Cutting intricate patterns as small as several billionths of a meter deep and wide, the focused ion beam (FIB) is an essential tool for deconstructing and imaging tiny industrial parts to ensure they were fabricated correctly. When a beam of ions, typically of the heavy metal gallium, bombards the material to be machined, the ions eject atoms from the surface—a process known as milling—to sculpt the workpiece.
Beyond its traditional uses in the semiconductor industry, the FIB has also become a critical tool for fabricating prototypes of complex three-dimensional devices, ranging from lenses that focus light to conduits that channel fluid. Researchers also use the FIB to dissect biological and material samples to image their internal structure.
However, the FIB process has been limited by a trade-off between high speed and fine resolution. On the one hand, increasing the ion current allows a FIB to cut into the workpiece deeper and faster. On the other hand, the increased current carries a larger number of positively charged ions, which electrically repel each other and defocus the beam. A larger, diffuse beam, which can be about 100 nanometers in diameter or 10 times wider than a typical narrow beam, not only limits the ability to fabricate fine patterns but can also damage the workpiece at the perimeter of the milled region. As a result, the FIB has not been the process of choice for those trying to machine many tiny parts in a hurry.

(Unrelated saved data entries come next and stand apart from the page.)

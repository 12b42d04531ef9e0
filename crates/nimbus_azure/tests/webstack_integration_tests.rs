//! Integration tests for the web-stack declarator.

use std::path::Path;

use nimbus_azure::webstack::{
    declare_web_stack, WebStackOptions, OUTPUT_ENDPOINT, OUTPUT_STORAGE_CONNECTION_STRING,
};
use nimbus_azure::{appservice, group, sql, storage};
use nimbus_core::{NodeId, ResourceAttrs, Stack, StackConfig, TypeToken};
use tempfile::TempDir;

fn app_dir() -> TempDir {
    let dir = tempfile::tempdir().unwrap();
    std::fs::write(dir.path().join("index.html"), "<html></html>").unwrap();
    dir
}

fn options_for(dir: &Path) -> WebStackOptions {
    WebStackOptions {
        app_path: dir.to_path_buf(),
    }
}

fn config_with_password() -> StackConfig {
    let mut config = StackConfig::new();
    config.set_secret("sqlPassword", "P");
    config
}

fn node_id(stack: &Stack, token: TypeToken) -> NodeId {
    stack
        .nodes()
        .into_iter()
        .find(|n| n.type_token == token)
        .unwrap_or_else(|| panic!("no {token} node declared"))
        .id
}

fn name_attrs(name: &str) -> ResourceAttrs {
    let mut attrs = ResourceAttrs::new();
    attrs.insert("name".to_string(), serde_json::json!(name));
    attrs
}

#[test]
fn missing_sql_password_fails_before_any_declaration() {
    let dir = app_dir();
    let stack = Stack::new("dev");
    let config = StackConfig::new();

    let result = declare_web_stack(&stack, &config, &options_for(dir.path()));
    assert!(result.is_err());
    assert!(stack.is_empty());
}

#[test]
fn sql_admin_defaults_to_pulumi() {
    let dir = app_dir();
    let stack = Stack::new("dev");

    declare_web_stack(&stack, &config_with_password(), &options_for(dir.path())).unwrap();

    let server = stack.node(node_id(&stack, sql::SQL_SERVER)).unwrap();
    assert_eq!(
        server.args["administrator_login"].resolved().as_deref(),
        Some("pulumi")
    );
}

#[test]
fn connection_string_combines_three_values_with_exact_template() {
    let dir = app_dir();
    let stack = Stack::new("dev");
    let mut config = config_with_password();
    config.set("sqlAdmin", "U");

    declare_web_stack(&stack, &config, &options_for(dir.path())).unwrap();

    stack
        .realize(node_id(&stack, sql::SQL_SERVER), &name_attrs("S"))
        .unwrap();
    stack
        .realize(node_id(&stack, sql::SQL_DATABASE), &name_attrs("D"))
        .unwrap();

    let app = stack.node(node_id(&stack, appservice::APP_SERVICE)).unwrap();
    let value = &app.args["connection_strings.db.value"];
    assert!(value.is_secret());
    assert_eq!(
        value.resolved().as_deref(),
        Some(
            "Server= tcp:S.database.windows.net;initial catalog=D;userID=U;password=P;Min Pool Size=0;Max Pool Size=30;Persist Security Info=true;"
        )
    );
}

#[test]
fn published_outputs_are_exactly_endpoint_and_connection_string() {
    let dir = app_dir();
    let stack = Stack::new("dev");

    let outputs =
        declare_web_stack(&stack, &config_with_password(), &options_for(dir.path())).unwrap();

    let keys: Vec<&str> = outputs.keys().map(String::as_str).collect();
    assert_eq!(keys, vec![OUTPUT_ENDPOINT, OUTPUT_STORAGE_CONNECTION_STRING]);

    // Both are deferred values bound to declared nodes.
    for out in outputs.values() {
        assert!(!out.deps().is_empty());
    }

    let mut attrs = ResourceAttrs::new();
    attrs.insert(
        "default_site_hostname".to_string(),
        serde_json::json!("pulumiwebapp.azurewebsites.net"),
    );
    stack
        .realize(node_id(&stack, appservice::APP_SERVICE), &attrs)
        .unwrap();
    assert_eq!(
        outputs[OUTPUT_ENDPOINT].try_get().as_deref(),
        Some("pulumiwebapp.azurewebsites.net")
    );
}

#[test]
fn run_from_package_binds_signed_url_after_blob_and_account() {
    let dir = app_dir();
    let stack = Stack::new("dev");

    declare_web_stack(&stack, &config_with_password(), &options_for(dir.path())).unwrap();

    let account = node_id(&stack, storage::STORAGE_ACCOUNT);
    let blob = node_id(&stack, storage::ARCHIVE_BLOB);
    let app = stack.node(node_id(&stack, appservice::APP_SERVICE)).unwrap();

    let setting = &app.args["app_settings.WEBSITE_RUN_FROM_PACKAGE"];
    let mut deps = setting.deps();
    deps.sort_unstable();
    assert_eq!(deps, vec![account, blob]);

    // The signed URL can only be declared after its inputs exist.
    assert!(account < blob);
    assert!(blob < app.id);
}

#[test]
fn declaration_order_follows_the_dependency_graph() {
    let dir = app_dir();
    let stack = Stack::new("dev");

    declare_web_stack(&stack, &config_with_password(), &options_for(dir.path())).unwrap();
    assert_eq!(stack.len(), 8);

    let order = stack.dependency_order().unwrap();
    let position = |token| order.iter().position(|id| *id == node_id(&stack, token)).unwrap();

    assert!(position(group::RESOURCE_GROUP) < position(storage::STORAGE_ACCOUNT));
    assert!(position(storage::STORAGE_ACCOUNT) < position(storage::STORAGE_CONTAINER));
    assert!(position(storage::STORAGE_CONTAINER) < position(storage::ARCHIVE_BLOB));
    assert!(position(sql::SQL_SERVER) < position(sql::SQL_DATABASE));
    assert!(position(sql::SQL_DATABASE) < position(appservice::APP_SERVICE));
    assert!(position(appservice::APP_SERVICE_PLAN) < position(appservice::APP_SERVICE));
}

#[test]
fn redeclaring_with_identical_inputs_is_idempotent() {
    let dir = app_dir();

    let first = Stack::new("dev");
    declare_web_stack(&first, &config_with_password(), &options_for(dir.path())).unwrap();

    let second = Stack::new("dev");
    declare_web_stack(&second, &config_with_password(), &options_for(dir.path())).unwrap();

    assert_eq!(first.fingerprint(), second.fingerprint());
}

#[test]
fn password_never_appears_in_the_graph_fingerprint() {
    let dir = app_dir();
    let stack = Stack::new("dev");

    declare_web_stack(&stack, &config_with_password(), &options_for(dir.path())).unwrap();

    let rendered = serde_json::to_string(&stack.fingerprint()).unwrap();
    assert!(!rendered.contains("\"P\""));
    assert!(rendered.contains("[secret]"));
}
//! Binding of realized attributes onto declaration output cells.

use nimbus_core::{NodeId, Output, Stack};
use tracing::warn;

/// Resolve `out` from the string attribute `key` once the node is realized.
pub(crate) fn bind_attr(stack: &Stack, id: NodeId, key: &'static str, out: &Output<String>) {
    let cell = out.clone();
    stack.on_realized(
        id,
        Box::new(move |attrs| match attrs.get(key).and_then(|v| v.as_str()) {
            Some(value) => {
                if let Err(e) = cell.resolve(value.to_string()) {
                    warn!("Attribute '{key}' resolved more than once: {e}");
                }
            }
            None => warn!("Provider reported no '{key}' attribute for node {id}"),
        }),
    );
}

Now researchers at the National Institute of Standards and Technology (NIST) have discovered that a masking process can virtually eliminate this trade-off, enabling a FIB to machine at high current (and therefore high speed) without sacrificing fine resolution. The finding could dramatically expand the utility of FIBs, not only for researchers fabricating prototypes and preparing samples, but also for manufacturers in the semiconductor industry who need rapid analysis, repair, or customization of structures and devices.
“In both research and in production, the need for speed is real,” said NIST researcher Andrew C. Madison.
Madison and his colleagues at NIST, including Samuel M. Stavis and a collaborator from the University of Maryland NanoCenter in College Park, compared the efficiency of two processes for achieving fine resolution with a FIB. In one process, fabricators simply use a FIB with a low-current, narrow beam to slowly but carefully sculpt the workpiece—similar to the way a painter with a fine brush painstakingly creates sharp details.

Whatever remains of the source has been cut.